▸ **TASK**: Copy the records exactly. Include every line.

▸ **AVAILABLE DATA**:
————————
//! Process configuration: data-service credentials, narration and auth settings from the
//! environment, plus prompts and tuning from an optional TOML file (BUDDY_CONFIG_PATH).
//!
//! `Settings` is built once in `main` and handed to whoever needs a piece of it.

use std::time::Duration;

use serde::Deserialize;
use tracing::{error, info};

use crate::error::ConfigError;

const DEFAULT_NARRATION_BASE_URL: &str = "https://generativelanguage.googleapis.com/v1beta/openai";
const DEFAULT_NARRATION_MODEL: &str = "gemini-2.5-flash";

/// Base URL + key for one PostgREST-style data service.
#[derive(Clone, Debug)]
pub struct ServiceEndpoint {
  pub base_url: String,
  pub api_key: String,
}

#[derive(Clone, Debug)]
pub struct NarrationSettings {
  pub api_key: Option<String>,
  pub base_url: String,
  pub model: String,
}

#[derive(Clone, Debug)]
pub struct AuthSettings {
  pub secret_key: Option<String>,
  pub algorithm: jsonwebtoken::Algorithm,
}

#[derive(Clone, Debug)]
pub struct Settings {
  pub catalog: ServiceEndpoint,
  pub question_bank: ServiceEndpoint,
  pub narration: NarrationSettings,
  pub auth: AuthSettings,
  pub agent: AgentConfig,
}

impl Settings {
  /// Build settings from the process environment.
  pub fn from_env() -> Result<Self, ConfigError> {
    let mut settings = Self::from_lookup(|k| std::env::var(k).ok())?;
    if let Some(cfg) = load_agent_config_from_env() {
      settings.agent = cfg;
    }
    Ok(settings)
  }

  /// Build settings from an arbitrary variable lookup (the environment in production).
  pub fn from_lookup(get: impl Fn(&str) -> Option<String>) -> Result<Self, ConfigError> {
    let required = |name: &'static str| -> Result<String, ConfigError> {
      get(name).filter(|v| !v.trim().is_empty()).ok_or(ConfigError::MissingVar(name))
    };

    let catalog = ServiceEndpoint {
      base_url: trim_base(&required("CATALOG_URL")?),
      api_key: required("CATALOG_KEY")?,
    };
    let question_bank = ServiceEndpoint {
      base_url: trim_base(&required("QUESTION_BANK_URL")?),
      api_key: required("QUESTION_BANK_KEY")?,
    };

    let narration = NarrationSettings {
      api_key: get("NARRATION_API_KEY").filter(|v| !v.is_empty()),
      base_url: trim_base(&get("NARRATION_BASE_URL").unwrap_or_else(|| DEFAULT_NARRATION_BASE_URL.into())),
      model: get("NARRATION_MODEL").unwrap_or_else(|| DEFAULT_NARRATION_MODEL.into()),
    };

    let algorithm = match get("JWT_ALGORITHM") {
      Some(name) => name.parse::<jsonwebtoken::Algorithm>().map_err(|e| ConfigError::InvalidValue {
        name: "JWT_ALGORITHM",
        message: e.to_string(),
      })?,
      None => jsonwebtoken::Algorithm::HS256,
    };
    let auth = AuthSettings { secret_key: get("JWT_SECRET_KEY").filter(|v| !v.is_empty()), algorithm };

    Ok(Self { catalog, question_bank, narration, auth, agent: AgentConfig::default() })
  }
}

fn trim_base(url: &str) -> String {
  url.trim().trim_end_matches('/').to_string()
}

/// Optional TOML-provided overrides.
#[derive(Clone, Debug, Deserialize, Default)]
pub struct AgentConfig {
  #[serde(default)]
  pub prompts: Prompts,
  #[serde(default)]
  pub tuning: Tuning,
}

/// Time bounds and pool sizes used by the quiz pipeline.
#[derive(Clone, Debug, Deserialize)]
#[serde(default)]
pub struct Tuning {
  /// Per-request timeout applied to every data-service call.
  pub request_timeout_ms: u64,
  /// Ceiling for the whole three-tier quiz retrieval.
  pub quiz_fanout_timeout_ms: u64,
  /// Upper bound on rows fetched per difficulty tier. Never below the per-tier draw.
  pub pool_limit: usize,
}

impl Default for Tuning {
  fn default() -> Self {
    Self { request_timeout_ms: 10_000, quiz_fanout_timeout_ms: 15_000, pool_limit: 20 }
  }
}

impl Tuning {
  pub fn request_timeout(&self) -> Duration { Duration::from_millis(self.request_timeout_ms) }
  pub fn fanout_timeout(&self) -> Duration { Duration::from_millis(self.quiz_fanout_timeout_ms) }
}

/// Instruction templates handed to the narration service.
/// Override them in TOML to tune tone or language.
#[derive(Clone, Debug, Deserialize)]
#[serde(default)]
pub struct Prompts {
  pub narration_system: String,
  // Quiz feedback
  pub feedback_template: String,
  pub all_correct_text: String,
  // Question answering
  pub ask_template: String,
  pub ask_tone_to_the_point: String,
  pub ask_tone_casual: String,
  pub ask_no_context_text: String,
  // Progress summary
  pub progress_template: String,
  pub progress_not_found_template: String,
  // Used when narration is unavailable: quiz feedback, then the ask/progress assistant.
  pub placeholder_text: String,
  pub assistant_unavailable_text: String,
}

impl Default for Prompts {
  fn default() -> Self {
    Self {
      narration_system: "You are Learning Buddy, a supportive coding mentor. Follow the task list exactly.".into(),
      feedback_template: "The learner just finished the '{category}' quiz.\n\
        - Score: {score} out of {total}\n\
        - Recommended level: {tier}\n\
        - Recommended course: {course}\n\n\
        Answer details (focus on the mistakes):\n\
        =========================================\n\
        {missed}\n\
        =========================================\n\n\
        Tasks:\n\
        1. Encourage the learner based on the score.\n\
        2. If there are wrong answers, pick {emphasis} of the most fundamental mistakes and briefly explain why the answer was wrong and what the right concept is. Do not cover every mistake.\n\
        3. Point the learner to the course '{course}' to strengthen that understanding.\n\
        4. Keep the reply short (at most {max_paragraphs} paragraphs).\n\
        5. List {skills} specific technical skills (keywords) the learner should master to fix the mistakes, ordered from basic to advanced.".into(),
      all_correct_text: "The learner answered every question correctly.".into(),
      ask_template: "You are an expert teaching assistant answering a student using the available course material.\n\n\
        {context}\n\n\
        Using the context above (if relevant) and your general knowledge, answer the student's question:\n\n\
        Question: \"{question}\"\n\n\
        Answer instructions: {tone}".into(),
      ask_tone_to_the_point: "Answer the technical question accurately, concisely and to the point.".into(),
      ask_tone_casual: "Answer in a relaxed, friendly and easy-to-follow tone, as if explaining to a friend.".into(),
      ask_no_context_text: "No matching course material was found.".into(),
      progress_template: "You are a friendly, supportive mentor.\n\
        Here is a student's learning progress as JSON (there may be several courses):\n\
        {progress_json}\n\n\
        Tasks:\n\
        1. 'name' is the student's name.\n\
        2. 'completed_tutorials' is the number finished and 'active_tutorials' the total number of modules.\n\
        3. Compute each course's progress as completed_tutorials / active_tutorials * 100.\n\
        4. Give a friendly, motivating summary covering every course.\n\
        5. If 'is_graduated' = 1, congratulate them; if 'exam_score' is present and not null, mention it.\n\
        6. Answer as natural paragraphs.".into(),
      progress_not_found_template: "Sorry, I could not find any progress data for {email}.".into(),
      placeholder_text: "Sorry, the feedback service is unavailable right now. Your results are shown below.".into(),
      assistant_unavailable_text: "Sorry, the assistant is unavailable right now. Please try again in a moment.".into(),
    }
  }
}

/// Attempt to load `AgentConfig` from BUDDY_CONFIG_PATH. On any parsing/IO error, returns None.
pub fn load_agent_config_from_env() -> Option<AgentConfig> {
  let path = std::env::var("BUDDY_CONFIG_PATH").ok()?;
  match std::fs::read_to_string(&path) {
    Ok(s) => match toml::from_str::<AgentConfig>(&s) {
      Ok(cfg) => {
        info!(target: "learnbuddy", %path, "Loaded agent config (TOML)");
        Some(cfg)
      }
      Err(e) => {
        error!(target: "learnbuddy", %path, error = %e, "Failed to parse TOML config");
        None
      }
    },
    Err(e) => {
      error!(target: "learnbuddy", %path, error = %e, "Failed to read TOML config file");
      None
    }
  }
}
————————
▸ **PROBLEM SOLUTION**:
//! Process configuration: data-service credentials, narration and auth settings from the
//! environment, plus prompts and tuning from an optional TOML file (BUDDY_CONFIG_PATH).
//!
//! `Settings` is built once in `main` and handed to whoever needs a piece of it.

use std::time::Duration;

use serde::Deserialize;
use tracing::{error, info};

use crate::error::ConfigError;

const DEFAULT_NARRATION_BASE_URL: &str = "https://generativelanguage.googleapis.com/v1beta/openai";
const DEFAULT_NARRATION_MODEL: &str = "gemini-2.5-flash";

/// Base URL + key for one PostgREST-style data service.
#[derive(Clone, Debug)]
pub struct ServiceEndpoint {
  pub base_url: String,
  pub api_key: String,
}

#[derive(Clone, Debug)]
pub struct NarrationSettings {
  pub api_key: Option<String>,
  pub base_url: String,
  pub model: String,
}

#[derive(Clone, Debug)]
pub struct AuthSettings {
  pub secret_key: Option<String>,
  pub algorithm: jsonwebtoken::Algorithm,
}

#[derive(Clone, Debug)]
pub struct Settings {
  pub catalog: ServiceEndpoint,
  pub question_bank: ServiceEndpoint,
  pub narration: NarrationSettings,
  pub auth: AuthSettings,
  pub agent: AgentConfig,
}

impl Settings {
  /// Build settings from the process environment.
  pub fn from_env() -> Result<Self, ConfigError> {
    let mut settings = Self::from_lookup(|k| std::env::var(k).ok())?;
    if let Some(cfg) = load_agent_config_from_env() {
      settings.agent = cfg;
    }
    Ok(settings)
  }

  /// Build settings from an arbitrary variable lookup (the environment in production).
  pub fn from_lookup(get: impl Fn(&str) -> Option<String>) -> Result<Self, ConfigError> {
    let required = |name: &'static str| -> Result<String, ConfigError> {
      get(name).filter(|v| !v.trim().is_empty()).ok_or(ConfigError::MissingVar(name))
    };

    let catalog = ServiceEndpoint {
      base_url: trim_base(&required("CATALOG_URL")?),
      api_key: required("CATALOG_KEY")?,
    };
    let question_bank = ServiceEndpoint {
      base_url: trim_base(&required("QUESTION_BANK_URL")?),
      api_key: required("QUESTION_BANK_KEY")?,
    };

    let narration = NarrationSettings {
      api_key: get("NARRATION_API_KEY").filter(|v| !v.is_empty()),
      base_url: trim_base(&get("NARRATION_BASE_URL").unwrap_or_else(|| DEFAULT_NARRATION_BASE_URL.into())),
      model: get("NARRATION_MODEL").unwrap_or_else(|| DEFAULT_NARRATION_MODEL.into()),
    };

    let algorithm = match get("JWT_ALGORITHM") {
      Some(name) => name.parse::<jsonwebtoken::Algorithm>().map_err(|e| ConfigError::InvalidValue {
        name: "JWT_ALGORITHM",
        message: e.to_string(),
      })?,
      None => jsonwebtoken::Algorithm::HS256,
    };
    let auth = AuthSettings { secret_key: get("JWT_SECRET_KEY").filter(|v| !v.is_empty()), algorithm };

    Ok(Self { catalog, question_bank, narration, auth, agent: AgentConfig::default() })
  }
}

fn trim_base(url: &str) -> String {
  url.trim().trim_end_matches('/').to_string()
}

/// Optional TOML-provided overrides.
#[derive(Clone, Debug, Deserialize, Default)]
pub struct AgentConfig {
  #[serde(default)]
  pub prompts: Prompts,
  #[serde(default)]
  pub tuning: Tuning,
}

/// Time bounds and pool sizes used by the quiz pipeline.
#[derive(Clone, Debug, Deserialize)]
#[serde(default)]
pub struct Tuning {
  /// Per-request timeout applied to every data-service call.
  pub request_timeout_ms: u64,
  /// Ceiling for the whole three-tier quiz retrieval.
  pub quiz_fanout_timeout_ms: u64,
  /// Upper bound on rows fetched per difficulty tier. Never below the per-tier draw.
  pub pool_limit: usize,
}

impl Default for Tuning {
  fn default() -> Self {
    Self { request_timeout_ms: 10_000, quiz_fanout_timeout_ms: 15_000, pool_limit: 20 }
  }
}

impl Tuning {
  pub fn request_timeout(&self) -> Duration { Duration::from_millis(self.request_timeout_ms) }
  pub fn fanout_timeout(&self) -> Duration { Duration::from_millis(self.quiz_fanout_timeout_ms) }
}

/// Instruction templates handed to the narration service.
/// Override them in TOML to tune tone or language.
#[derive(Clone, Debug, Deserialize)]
#[serde(default)]
pub struct Prompts {
  pub narration_system: String,
  // Quiz feedback
  pub feedback_template: String,
  pub all_correct_text: String,
  // Question answering
  pub ask_template: String,
  pub ask_tone_to_the_point: String,
  pub ask_tone_casual: String,
  pub ask_no_context_text: String,
  // Progress summary
  pub progress_template: String,
  pub progress_not_found_template: String,
  // Used when narration is unavailable: quiz feedback, then the ask/progress assistant.
  pub placeholder_text: String,
  pub assistant_unavailable_text: String,
}

impl Default for Prompts {
  fn default() -> Self {
    Self {
      narration_system: "You are Learning Buddy, a supportive coding mentor. Follow the task list exactly.".into(),
      feedback_template: "The learner just finished the '{category}' quiz.\n\
        - Score: {score} out of {total}\n\
        - Recommended level: {tier}\n\
        - Recommended course: {course}\n\n\
        Answer details (focus on the mistakes):\n\
        =========================================\n\
        {missed}\n\
        =========================================\n\n\
        Tasks:\n\
        1. Encourage the learner based on the score.\n\
        2. If there are wrong answers, pick {emphasis} of the most fundamental mistakes and briefly explain why the answer was wrong and what the right concept is. Do not cover every mistake.\n\
        3. Point the learner to the course '{course}' to strengthen that understanding.\n\
        4. Keep the reply short (at most {max_paragraphs} paragraphs).\n\
        5. List {skills} specific technical skills (keywords) the learner should master to fix the mistakes, ordered from basic to advanced.".into(),
      all_correct_text: "The learner answered every question correctly.".into(),
      ask_template: "You are an expert teaching assistant answering a student using the available course material.\n\n\
        {context}\n\n\
        Using the context above (if relevant) and your general knowledge, answer the student's question:\n\n\
        Question: \"{question}\"\n\n\
        Answer instructions: {tone}".into(),
      ask_tone_to_the_point: "Answer the technical question accurately, concisely and to the point.".into(),
      ask_tone_casual: "Answer in a relaxed, friendly and easy-to-follow tone, as if explaining to a friend.".into(),
      ask_no_context_text: "No matching course material was found.".into(),
      progress_template: "You are a friendly, supportive mentor.\n\
        Here is a student's learning progress as JSON (there may be several courses):\n\
        {progress_json}\n\n\
        Tasks:\n\
        1. 'name' is the student's name.\n\
        2. 'completed_tutorials' is the number finished and 'active_tutorials' the total number of modules.\n\
        3. Compute each course's progress as completed_tutorials / active_tutorials * 100.\n\
        4. Give a friendly, motivating summary covering every course.\n\
        5. If 'is_graduated' = 1, congratulate them; if 'exam_score' is present and not null, mention it.\n\
        6. Answer as natural paragraphs.".into(),
      progress_not_found_template: "Sorry, I could not find any progress data for {email}.".into(),
      placeholder_text: "Sorry, the feedback service is unavailable right now. Your results are shown below.".into(),
      assistant_unavailable_text: "Sorry, the assistant is unavailable right now. Please try again in a moment.".into(),
    }
  }
}

/// Attempt to load `AgentConfig` from BUDDY_CONFIG_PATH. On any parsing/IO error, returns None.
pub fn load_agent_config_from_env() -> Option<AgentConfig> {
  let path = std::env::var("BUDDY_CONFIG_PATH").ok()?;
  match std::fs::read_to_string(&path) {
    Ok(s) => match toml::from_str::<AgentConfig>(&s) {
      Ok(cfg) => {
        info!(target: "learnbuddy", %path, "Loaded agent config (TOML)");
        Some(cfg)
      }
      Err(e) => {
        error!(target: "learnbuddy", %path, error = %e, "Failed to parse TOML config");
        None
      }
    },
    Err(e) => {
      error!(target: "learnbuddy", %path, error = %e, "Failed to read TOML config file");
      None
    }
  }
}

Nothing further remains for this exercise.